KEEPING YOUR MEN INFORMED
Nobody ever told the South Sea savage
about the nature of air in motion. He had never
heard of wind and therefore could not imagine its
effects. Thus when he heard strange noises in
the treetops and there was a howling around certain
headlands, while other headlands were silent, he could
believe only that the spirits were at work. He
would strain his ear to hear what they had to say
to him, and never being able to understand, he would
become all the more fearful.
It all sounds pretty silly. And
yet civilization is a great deal like that. We
pride ourselves today in saying, particularly within
the western nations, that men and women are better
informed than ever before in the history of the world.
What we really mean by that is that they are overburdened
with more kinds of fragmentary information than any
people of the past. They know just enough about
many major questions of the day that either they are
driven to the making of fearful guesses about the
unknown, or they try to close their minds to the subject,
vainly seeking consolation in the half-truth, “What
I don’t know can’t hurt me.”
Therein lies a great part of the problem.
For it is a fair statement that if all of the mystery
could be stripped from such a complex topic as the
nature of atomic power, so that men everywhere would
understand it, universal fear would be displaced by
universal confidence that something could be done,
and society would be well along the road toward its
control.
In World War I, the men who had the
least fear of the effects of gas warfare were the
gas officers who understood their subject right down
to the last detail of the decontamination process and
the formula for dichlorethylsulphide (mustard gas).
The man to whom the dangers of submarine warfare seem
least fearsome is the submariner. Of all hands
along the battle line, the first aid man has the greatest
calm and confidence in the face of fire, largely because
he has seen the miracles worked by modern medicine
in the restoring of grievously wounded men. The
general or the admiral who is most familiar with the
mettle of his subordinate commands will also have the
most relaxed mind under battle pressure.
This leads to a point, which it is
better to state here than anywhere else. In all
military instruction pertaining to the weapons and
techniques of war, the basis of sound indoctrination
is the teaching that weapons when rightly used will
invariably produce victory, and preventive measures,
when promptly and thoroughly taken, will invariably
conserve the operational integrity of the defense.

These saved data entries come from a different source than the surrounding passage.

//! UI components for the storefront.

pub mod app;
pub mod cart_panel;
pub mod header;
pub mod layout;
pub mod product_card;
pub mod sidebar;

pub use cart_panel::CartPanel;
pub use header::Header;
pub use layout::Layout;
pub use product_card::ProductCard;
pub use sidebar::Sidebar;
//! Pages, one per route.

use dioxus::prelude::*;
use storefront_core::ThemeId;

pub mod about;
pub mod cart;
pub mod contact;
pub mod home;
pub mod not_found;

pub use about::About;
pub use cart::CartPage;
pub use contact::Contact;
pub use home::Home;
pub use not_found::NotFound;

/// Per-theme hero copy.
#[derive(Clone, Copy, Debug, PartialEq, Eq)]
pub struct HeroCopy {
    pub title: &'static str,
    pub subtitle: &'static str,
    pub description: &'static str,
}

/// Hero banner at the top of a page.
#[component]
pub fn Hero(theme: ThemeId, copy: HeroCopy) -> Element {
    rsx! {
        section { class: "hero hero-{theme}",
            h1 { class: "hero-title", "{copy.title}" }
            p { class: "hero-subtitle", "{copy.subtitle}" }
            p { class: "hero-description", "{copy.description}" }
        }
    }
}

It is wrong, dead wrong, to start, or carry
along, on the opposite track, and try to persuade
men to do the right thing, by dwelling on the awful
consequence of doing the wrong thing. Confidence,
not fear, is the keynote of a strong and convictive
doctrine.
In war, in the absence of information,
man’s natural promptings alternate between unreasoning
fears that the worst is likely to happen, and the
wishful thought that all danger is remote. Either
impulse is a barrier to the growth of that condition
of alert confidence which comes to men when they have
a realization of their own strength and a reasonably
clear concept of the general situation.
Man is a peculiar animal. He
is no more prone to think about himself as the central
figure amid general disaster than he is to dwell morbidly
upon thoughts of his own death. Left in the dark,
he will get a certain comfort out of that darkness,
at the same time that it clouds his mind and freezes
his action. Disturbed by bad dreams about what
might happen, he nonetheless will not plan an effective
use of his own resources against that which is very
likely to happen. Only when he is given a clear
view of the horizon, and is made animated by the general
purpose in all that moves around him, does he understand
the direction in which he should march, and taking
hold, begin to do the required thing.
It is almost gratuitous that this
even needs to be stated. No high commander would
think of moving deliberately into the fog of war if
he was without knowledge of either the enemy or friendly
situation. Even to imagine such a contingency
is paralyzing. But in their nervous and spiritual
substance, admirals and generals are no different than
the green men who have come most recently to their
forces. Such men can not stand alone any more
than can the recruit. They draw their moral strength
and their ability to contend intelligently against
adverse circumstance largely from what is told them
by the men who surround them. That is why they
have their staffs. They could not command even
themselves if they were deprived of all information.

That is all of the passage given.